Directions — Print the listing below exactly.

------------

//! Periodic balance refresh with request coalescing
//!
//! One scheduler per session owner. The loop runs as a single tokio task and
//! drives the in-flight refresh inside its own `select!`, so aborting the
//! task also drops the request and nothing can fire after
//! [`PollScheduler::stop`].

use std::future::Future;
use std::pin::Pin;
use std::sync::Arc;
use std::sync::atomic::{AtomicU64, Ordering};
use std::time::Duration;

use cryptoadvisor_model::OwnerId;
use log::{debug, info};
use parking_lot::Mutex;
use thiserror::Error;
use tokio::task::JoinHandle;
use tokio::time::MissedTickBehavior;

use super::store::{BalanceStore, RefreshOutcome};
use crate::common::{CrossDomainEvent, EventBus};
use crate::infra::errors::ApiError;

type RefreshFuture =
    Pin<Box<dyn Future<Output = Result<RefreshOutcome, ApiError>> + Send>>;

#[derive(Debug, Clone, PartialEq, Eq, Error)]
pub enum PollError {
    #[error("Scheduler belongs to {expected}, cannot poll for {requested}")]
    OwnerMismatch {
        expected: OwnerId,
        requested: OwnerId,
    },

    #[error("Poll interval must be greater than zero")]
    InvalidInterval,
}

/// Counters since the scheduler was created.
#[derive(Debug, Clone, Copy, Default, PartialEq, Eq)]
pub struct PollStats {
    pub ticks: u64,
    pub refreshes_issued: u64,
    /// Ticks dropped because a refresh was still in flight.
    pub skipped: u64,
    pub failures: u64,
}

#[derive(Debug, Default)]
struct Counters {
    ticks: AtomicU64,
    refreshes_issued: AtomicU64,
    skipped: AtomicU64,
    failures: AtomicU64,
}

impl Counters {
    fn snapshot(&self) -> PollStats {
        PollStats {
            ticks: self.ticks.load(Ordering::Relaxed),
            refreshes_issued: self.refreshes_issued.load(Ordering::Relaxed),
            skipped: self.skipped.load(Ordering::Relaxed),
            failures: self.failures.load(Ordering::Relaxed),
        }
    }
}

#[derive(Debug)]
pub struct PollScheduler {
    store: Arc<BalanceStore>,
    bus: Option<EventBus>,
    counters: Arc<Counters>,
    handle: Mutex<Option<JoinHandle<()>>>,
}

impl PollScheduler {
    pub fn new(store: Arc<BalanceStore>) -> Self {
        Self {
            store,
            bus: None,
            counters: Arc::new(Counters::default()),
            handle: Mutex::new(None),
        }
    }

    /// Publish background refresh failures on `bus`.
    pub fn with_bus(mut self, bus: EventBus) -> Self {
        self.bus = Some(bus);
        self
    }

    /// Begin refreshing every `interval`; the first refresh is issued
    /// immediately. Restarting replaces the running loop.
    ///
    /// Must be called from within a tokio runtime.
    pub fn start(
        &self,
        owner: &OwnerId,
        interval: Duration,
    ) -> Result<(), PollError> {
        if owner != self.store.owner() {
            return Err(PollError::OwnerMismatch {
                expected: self.store.owner().clone(),
                requested: owner.clone(),
            });
        }
        if interval.is_zero() {
            return Err(PollError::InvalidInterval);
        }

        let task = tokio::spawn(poll_loop(
            Arc::clone(&self.store),
            self.bus.clone(),
            Arc::clone(&self.counters),
            interval,
        ));

        if let Some(previous) = self.handle.lock().replace(task) {
            debug!("[PollScheduler] Restarting loop for {}", owner);
            previous.abort();
        }
        info!(
            "[PollScheduler] Polling balance for {} every {:?}",
            owner, interval
        );
        Ok(())
    }

    /// Cancel the timer and any in-flight refresh, waiting until the loop
    /// has fully stopped. Safe to call repeatedly.
    pub async fn stop(&self) {
        let handle = self.handle.lock().take();
        if let Some(handle) = handle {
            handle.abort();
            // Cancelled is the expected outcome; a panic inside the loop is
            // already reported by the runtime.
            let _ = handle.await;
            info!("[PollScheduler] Stopped polling for {}", self.store.owner());
        }
    }

    pub fn is_running(&self) -> bool {
        self.handle
            .lock()
            .as_ref()
            .is_some_and(|handle| !handle.is_finished())
    }

    pub fn stats(&self) -> PollStats {
        self.counters.snapshot()
    }
}

impl Drop for PollScheduler {
    fn drop(&mut self) {
        if let Some(handle) = self.handle.get_mut().take() {
            handle.abort();
        }
    }
}

async fn poll_loop(
    store: Arc<BalanceStore>,
    bus: Option<EventBus>,
    counters: Arc<Counters>,
    interval: Duration,
) {
    let mut ticker = tokio::time::interval(interval);
    ticker.set_missed_tick_behavior(MissedTickBehavior::Skip);
    let mut in_flight: Option<RefreshFuture> = None;

    loop {
        tokio::select! {
            _ = ticker.tick() => {
                counters.ticks.fetch_add(1, Ordering::Relaxed);
                if in_flight.is_some() || store.in_flight_refreshes() > 0 {
                    counters.skipped.fetch_add(1, Ordering::Relaxed);
                    debug!(
                        "[PollScheduler] Refresh still in flight, skipping tick"
                    );
                    continue;
                }
                counters.refreshes_issued.fetch_add(1, Ordering::Relaxed);
                let store = Arc::clone(&store);
                in_flight =
                    Some(Box::pin(async move { store.refresh().await }));
            }
            result = drive(&mut in_flight) => {
                in_flight = None;
                if let Err(err) = result {
                    counters.failures.fetch_add(1, Ordering::Relaxed);
                    if let Some(bus) = &bus {
                        bus.emit(CrossDomainEvent::RefreshFailed {
                            owner: store.owner().clone(),
                            message: err.to_string(),
                        });
                    }
                }
            }
        }
    }
}

async fn drive(
    in_flight: &mut Option<RefreshFuture>,
) -> Result<RefreshOutcome, ApiError> {
    match in_flight {
        Some(refresh) => refresh.await,
        None => std::future::pending().await,
    }
}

------------

Output of the task —
//! Periodic balance refresh with request coalescing
//!
//! One scheduler per session owner. The loop runs as a single tokio task and
//! drives the in-flight refresh inside its own `select!`, so aborting the
//! task also drops the request and nothing can fire after
//! [`PollScheduler::stop`].

use std::future::Future;
use std::pin::Pin;
use std::sync::Arc;
use std::sync::atomic::{AtomicU64, Ordering};
use std::time::Duration;

use cryptoadvisor_model::OwnerId;
use log::{debug, info};
use parking_lot::Mutex;
use thiserror::Error;
use tokio::task::JoinHandle;
use tokio::time::MissedTickBehavior;

use super::store::{BalanceStore, RefreshOutcome};
use crate::common::{CrossDomainEvent, EventBus};
use crate::infra::errors::ApiError;

type RefreshFuture =
    Pin<Box<dyn Future<Output = Result<RefreshOutcome, ApiError>> + Send>>;

#[derive(Debug, Clone, PartialEq, Eq, Error)]
pub enum PollError {
    #[error("Scheduler belongs to {expected}, cannot poll for {requested}")]
    OwnerMismatch {
        expected: OwnerId,
        requested: OwnerId,
    },

    #[error("Poll interval must be greater than zero")]
    InvalidInterval,
}

/// Counters since the scheduler was created.
#[derive(Debug, Clone, Copy, Default, PartialEq, Eq)]
pub struct PollStats {
    pub ticks: u64,
    pub refreshes_issued: u64,
    /// Ticks dropped because a refresh was still in flight.
    pub skipped: u64,
    pub failures: u64,
}

#[derive(Debug, Default)]
struct Counters {
    ticks: AtomicU64,
    refreshes_issued: AtomicU64,
    skipped: AtomicU64,
    failures: AtomicU64,
}

impl Counters {
    fn snapshot(&self) -> PollStats {
        PollStats {
            ticks: self.ticks.load(Ordering::Relaxed),
            refreshes_issued: self.refreshes_issued.load(Ordering::Relaxed),
            skipped: self.skipped.load(Ordering::Relaxed),
            failures: self.failures.load(Ordering::Relaxed),
        }
    }
}

#[derive(Debug)]
pub struct PollScheduler {
    store: Arc<BalanceStore>,
    bus: Option<EventBus>,
    counters: Arc<Counters>,
    handle: Mutex<Option<JoinHandle<()>>>,
}

impl PollScheduler {
    pub fn new(store: Arc<BalanceStore>) -> Self {
        Self {
            store,
            bus: None,
            counters: Arc::new(Counters::default()),
            handle: Mutex::new(None),
        }
    }

    /// Publish background refresh failures on `bus`.
    pub fn with_bus(mut self, bus: EventBus) -> Self {
        self.bus = Some(bus);
        self
    }

    /// Begin refreshing every `interval`; the first refresh is issued
    /// immediately. Restarting replaces the running loop.
    ///
    /// Must be called from within a tokio runtime.
    pub fn start(
        &self,
        owner: &OwnerId,
        interval: Duration,
    ) -> Result<(), PollError> {
        if owner != self.store.owner() {
            return Err(PollError::OwnerMismatch {
                expected: self.store.owner().clone(),
                requested: owner.clone(),
            });
        }
        if interval.is_zero() {
            return Err(PollError::InvalidInterval);
        }

        let task = tokio::spawn(poll_loop(
            Arc::clone(&self.store),
            self.bus.clone(),
            Arc::clone(&self.counters),
            interval,
        ));

        if let Some(previous) = self.handle.lock().replace(task) {
            debug!("[PollScheduler] Restarting loop for {}", owner);
            previous.abort();
        }
        info!(
            "[PollScheduler] Polling balance for {} every {:?}",
            owner, interval
        );
        Ok(())
    }

    /// Cancel the timer and any in-flight refresh, waiting until the loop
    /// has fully stopped. Safe to call repeatedly.
    pub async fn stop(&self) {
        let handle = self.handle.lock().take();
        if let Some(handle) = handle {
            handle.abort();
            // Cancelled is the expected outcome; a panic inside the loop is
            // already reported by the runtime.
            let _ = handle.await;
            info!("[PollScheduler] Stopped polling for {}", self.store.owner());
        }
    }

    pub fn is_running(&self) -> bool {
        self.handle
            .lock()
            .as_ref()
            .is_some_and(|handle| !handle.is_finished())
    }

    pub fn stats(&self) -> PollStats {
        self.counters.snapshot()
    }
}

impl Drop for PollScheduler {
    fn drop(&mut self) {
        if let Some(handle) = self.handle.get_mut().take() {
            handle.abort();
        }
    }
}

async fn poll_loop(
    store: Arc<BalanceStore>,
    bus: Option<EventBus>,
    counters: Arc<Counters>,
    interval: Duration,
) {
    let mut ticker = tokio::time::interval(interval);
    ticker.set_missed_tick_behavior(MissedTickBehavior::Skip);
    let mut in_flight: Option<RefreshFuture> = None;

    loop {
        tokio::select! {
            _ = ticker.tick() => {
                counters.ticks.fetch_add(1, Ordering::Relaxed);
                if in_flight.is_some() || store.in_flight_refreshes() > 0 {
                    counters.skipped.fetch_add(1, Ordering::Relaxed);
                    debug!(
                        "[PollScheduler] Refresh still in flight, skipping tick"
                    );
                    continue;
                }
                counters.refreshes_issued.fetch_add(1, Ordering::Relaxed);
                let store = Arc::clone(&store);
                in_flight =
                    Some(Box::pin(async move { store.refresh().await }));
            }
            result = drive(&mut in_flight) => {
                in_flight = None;
                if let Err(err) = result {
                    counters.failures.fetch_add(1, Ordering::Relaxed);
                    if let Some(bus) = &bus {
                        bus.emit(CrossDomainEvent::RefreshFailed {
                            owner: store.owner().clone(),
                            message: err.to_string(),
                        });
                    }
                }
            }
        }
    }
}

async fn drive(
    in_flight: &mut Option<RefreshFuture>,
) -> Result<RefreshOutcome, ApiError> {
    match in_flight {
        Some(refresh) => refresh.await,
        None => std::future::pending().await,
    }
}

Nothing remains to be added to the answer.